== Exercise goal ==
Please find every line in the records below that contains the word "setPreferences", and copy it.

=== Section Start ===

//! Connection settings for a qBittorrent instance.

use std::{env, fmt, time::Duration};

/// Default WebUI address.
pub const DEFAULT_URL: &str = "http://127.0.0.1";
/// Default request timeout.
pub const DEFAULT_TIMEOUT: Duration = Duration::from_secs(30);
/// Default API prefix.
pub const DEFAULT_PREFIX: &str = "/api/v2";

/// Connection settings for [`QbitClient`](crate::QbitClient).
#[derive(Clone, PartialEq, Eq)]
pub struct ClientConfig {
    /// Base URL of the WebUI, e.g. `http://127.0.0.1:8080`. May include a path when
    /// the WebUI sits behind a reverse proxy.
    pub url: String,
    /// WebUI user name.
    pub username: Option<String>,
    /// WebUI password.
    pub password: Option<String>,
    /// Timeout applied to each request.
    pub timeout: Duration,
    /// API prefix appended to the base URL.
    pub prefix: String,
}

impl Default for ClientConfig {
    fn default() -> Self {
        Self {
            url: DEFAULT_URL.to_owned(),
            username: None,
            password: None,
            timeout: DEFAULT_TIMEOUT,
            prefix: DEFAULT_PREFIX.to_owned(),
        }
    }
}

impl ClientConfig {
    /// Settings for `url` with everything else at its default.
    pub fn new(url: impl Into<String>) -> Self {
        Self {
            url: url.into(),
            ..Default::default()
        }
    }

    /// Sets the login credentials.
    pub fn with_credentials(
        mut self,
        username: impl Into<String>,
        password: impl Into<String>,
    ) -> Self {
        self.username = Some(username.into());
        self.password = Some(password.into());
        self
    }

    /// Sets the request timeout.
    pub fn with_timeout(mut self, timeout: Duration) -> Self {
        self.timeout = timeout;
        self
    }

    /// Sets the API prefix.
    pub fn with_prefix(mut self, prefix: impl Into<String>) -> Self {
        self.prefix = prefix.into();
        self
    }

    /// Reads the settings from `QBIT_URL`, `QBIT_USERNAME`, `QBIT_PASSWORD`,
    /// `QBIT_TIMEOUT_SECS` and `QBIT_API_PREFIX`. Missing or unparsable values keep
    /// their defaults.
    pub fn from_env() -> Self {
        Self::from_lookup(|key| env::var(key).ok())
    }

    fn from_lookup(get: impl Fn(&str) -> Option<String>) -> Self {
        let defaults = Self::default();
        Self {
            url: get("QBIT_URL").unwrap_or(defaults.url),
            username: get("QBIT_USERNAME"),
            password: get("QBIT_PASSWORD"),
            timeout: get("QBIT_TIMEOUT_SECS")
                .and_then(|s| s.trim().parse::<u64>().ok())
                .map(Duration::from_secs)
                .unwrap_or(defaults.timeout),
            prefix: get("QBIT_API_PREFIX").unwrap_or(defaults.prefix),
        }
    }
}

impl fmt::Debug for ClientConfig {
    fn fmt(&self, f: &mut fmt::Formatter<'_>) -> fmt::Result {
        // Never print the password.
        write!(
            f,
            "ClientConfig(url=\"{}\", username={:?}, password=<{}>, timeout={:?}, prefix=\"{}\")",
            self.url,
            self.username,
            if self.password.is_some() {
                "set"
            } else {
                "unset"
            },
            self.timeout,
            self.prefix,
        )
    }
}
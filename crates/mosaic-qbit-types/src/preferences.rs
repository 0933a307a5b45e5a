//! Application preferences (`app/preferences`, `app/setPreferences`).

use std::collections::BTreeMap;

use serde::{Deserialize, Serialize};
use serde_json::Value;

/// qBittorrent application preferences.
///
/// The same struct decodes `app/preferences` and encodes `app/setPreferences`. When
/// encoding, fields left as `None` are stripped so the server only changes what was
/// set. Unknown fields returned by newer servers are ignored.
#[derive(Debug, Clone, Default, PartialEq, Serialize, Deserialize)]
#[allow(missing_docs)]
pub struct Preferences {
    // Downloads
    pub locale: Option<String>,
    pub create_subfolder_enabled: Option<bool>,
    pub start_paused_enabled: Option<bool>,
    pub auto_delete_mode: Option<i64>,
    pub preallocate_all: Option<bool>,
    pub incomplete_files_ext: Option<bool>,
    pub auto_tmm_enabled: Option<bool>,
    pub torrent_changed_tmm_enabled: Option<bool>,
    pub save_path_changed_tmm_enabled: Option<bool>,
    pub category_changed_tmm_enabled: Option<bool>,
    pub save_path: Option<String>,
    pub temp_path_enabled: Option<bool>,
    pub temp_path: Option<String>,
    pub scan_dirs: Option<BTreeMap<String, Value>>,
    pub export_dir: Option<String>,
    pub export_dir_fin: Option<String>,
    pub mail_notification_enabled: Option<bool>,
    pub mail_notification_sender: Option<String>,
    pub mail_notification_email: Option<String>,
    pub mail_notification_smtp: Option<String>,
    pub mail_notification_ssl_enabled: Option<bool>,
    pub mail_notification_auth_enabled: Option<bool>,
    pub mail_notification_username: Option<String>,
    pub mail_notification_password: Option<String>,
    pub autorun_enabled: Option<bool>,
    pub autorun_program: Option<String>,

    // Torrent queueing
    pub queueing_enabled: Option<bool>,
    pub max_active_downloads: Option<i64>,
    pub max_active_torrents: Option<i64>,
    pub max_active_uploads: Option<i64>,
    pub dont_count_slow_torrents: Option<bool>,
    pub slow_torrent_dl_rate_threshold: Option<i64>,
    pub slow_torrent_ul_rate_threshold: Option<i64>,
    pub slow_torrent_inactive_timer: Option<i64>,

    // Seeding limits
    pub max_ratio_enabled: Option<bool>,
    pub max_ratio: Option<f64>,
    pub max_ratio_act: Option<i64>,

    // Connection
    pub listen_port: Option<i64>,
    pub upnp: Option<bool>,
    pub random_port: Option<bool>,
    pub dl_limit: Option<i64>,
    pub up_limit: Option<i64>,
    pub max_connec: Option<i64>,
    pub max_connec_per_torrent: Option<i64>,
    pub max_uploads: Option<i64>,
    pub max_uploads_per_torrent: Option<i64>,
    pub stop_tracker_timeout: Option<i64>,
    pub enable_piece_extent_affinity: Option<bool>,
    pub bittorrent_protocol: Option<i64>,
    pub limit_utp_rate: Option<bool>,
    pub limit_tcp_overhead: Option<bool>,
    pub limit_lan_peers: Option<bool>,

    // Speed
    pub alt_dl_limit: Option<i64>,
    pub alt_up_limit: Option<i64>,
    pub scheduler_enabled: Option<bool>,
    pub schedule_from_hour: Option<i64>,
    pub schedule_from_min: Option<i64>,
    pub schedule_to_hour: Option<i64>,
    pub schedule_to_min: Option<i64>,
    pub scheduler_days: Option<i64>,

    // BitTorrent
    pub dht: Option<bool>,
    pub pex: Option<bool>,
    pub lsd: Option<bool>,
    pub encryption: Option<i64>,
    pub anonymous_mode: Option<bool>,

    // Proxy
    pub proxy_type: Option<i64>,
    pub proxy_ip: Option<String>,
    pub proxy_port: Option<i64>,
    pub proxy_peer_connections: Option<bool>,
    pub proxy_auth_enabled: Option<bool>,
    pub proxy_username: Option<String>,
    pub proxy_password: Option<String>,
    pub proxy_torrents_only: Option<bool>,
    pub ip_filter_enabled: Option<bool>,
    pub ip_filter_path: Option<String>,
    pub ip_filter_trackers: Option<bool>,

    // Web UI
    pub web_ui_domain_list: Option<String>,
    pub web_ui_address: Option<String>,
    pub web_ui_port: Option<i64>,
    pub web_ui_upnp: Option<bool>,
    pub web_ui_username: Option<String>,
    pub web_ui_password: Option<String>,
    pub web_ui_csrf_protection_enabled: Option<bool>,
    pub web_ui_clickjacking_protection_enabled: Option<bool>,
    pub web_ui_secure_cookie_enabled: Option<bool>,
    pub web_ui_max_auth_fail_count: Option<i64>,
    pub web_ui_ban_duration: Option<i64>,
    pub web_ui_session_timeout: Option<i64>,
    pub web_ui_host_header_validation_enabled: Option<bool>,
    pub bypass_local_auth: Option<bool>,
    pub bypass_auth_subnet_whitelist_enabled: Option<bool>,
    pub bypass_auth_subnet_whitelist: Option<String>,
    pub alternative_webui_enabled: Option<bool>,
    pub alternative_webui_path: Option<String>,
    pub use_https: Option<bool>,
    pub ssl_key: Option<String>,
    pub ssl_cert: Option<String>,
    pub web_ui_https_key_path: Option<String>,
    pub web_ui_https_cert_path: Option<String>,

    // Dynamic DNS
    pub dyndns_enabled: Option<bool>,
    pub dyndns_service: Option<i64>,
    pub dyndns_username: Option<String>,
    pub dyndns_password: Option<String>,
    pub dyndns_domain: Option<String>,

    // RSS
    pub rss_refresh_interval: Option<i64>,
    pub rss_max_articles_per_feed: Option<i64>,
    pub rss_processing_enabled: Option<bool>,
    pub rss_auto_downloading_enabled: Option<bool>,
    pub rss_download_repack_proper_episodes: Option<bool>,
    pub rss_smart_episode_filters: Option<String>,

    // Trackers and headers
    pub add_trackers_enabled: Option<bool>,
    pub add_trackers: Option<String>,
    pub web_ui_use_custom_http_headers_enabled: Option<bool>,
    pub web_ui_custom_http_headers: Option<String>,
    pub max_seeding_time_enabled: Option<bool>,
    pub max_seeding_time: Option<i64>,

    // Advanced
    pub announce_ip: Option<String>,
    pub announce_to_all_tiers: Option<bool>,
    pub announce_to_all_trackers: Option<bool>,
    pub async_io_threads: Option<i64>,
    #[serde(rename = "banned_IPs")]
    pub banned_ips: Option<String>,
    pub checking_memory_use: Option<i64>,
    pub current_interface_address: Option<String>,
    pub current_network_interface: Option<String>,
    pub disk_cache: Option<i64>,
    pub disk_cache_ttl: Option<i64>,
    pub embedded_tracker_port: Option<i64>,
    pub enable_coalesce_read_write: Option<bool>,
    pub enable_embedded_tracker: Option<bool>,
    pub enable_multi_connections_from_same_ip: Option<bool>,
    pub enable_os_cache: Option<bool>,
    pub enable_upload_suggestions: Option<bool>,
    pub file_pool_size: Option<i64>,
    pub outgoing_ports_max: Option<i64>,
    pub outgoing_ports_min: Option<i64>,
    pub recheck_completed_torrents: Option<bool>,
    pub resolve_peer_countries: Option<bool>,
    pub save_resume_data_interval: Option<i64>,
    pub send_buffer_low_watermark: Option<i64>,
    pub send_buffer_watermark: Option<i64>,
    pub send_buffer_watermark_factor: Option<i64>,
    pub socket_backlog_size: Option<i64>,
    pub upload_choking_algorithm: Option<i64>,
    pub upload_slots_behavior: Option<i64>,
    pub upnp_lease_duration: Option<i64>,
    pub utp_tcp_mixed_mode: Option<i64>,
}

=== Section End ===

== Reply ==
//! Application preferences (`app/preferences`, `app/setPreferences`).
/// The same struct decodes `app/preferences` and encodes `app/setPreferences`. When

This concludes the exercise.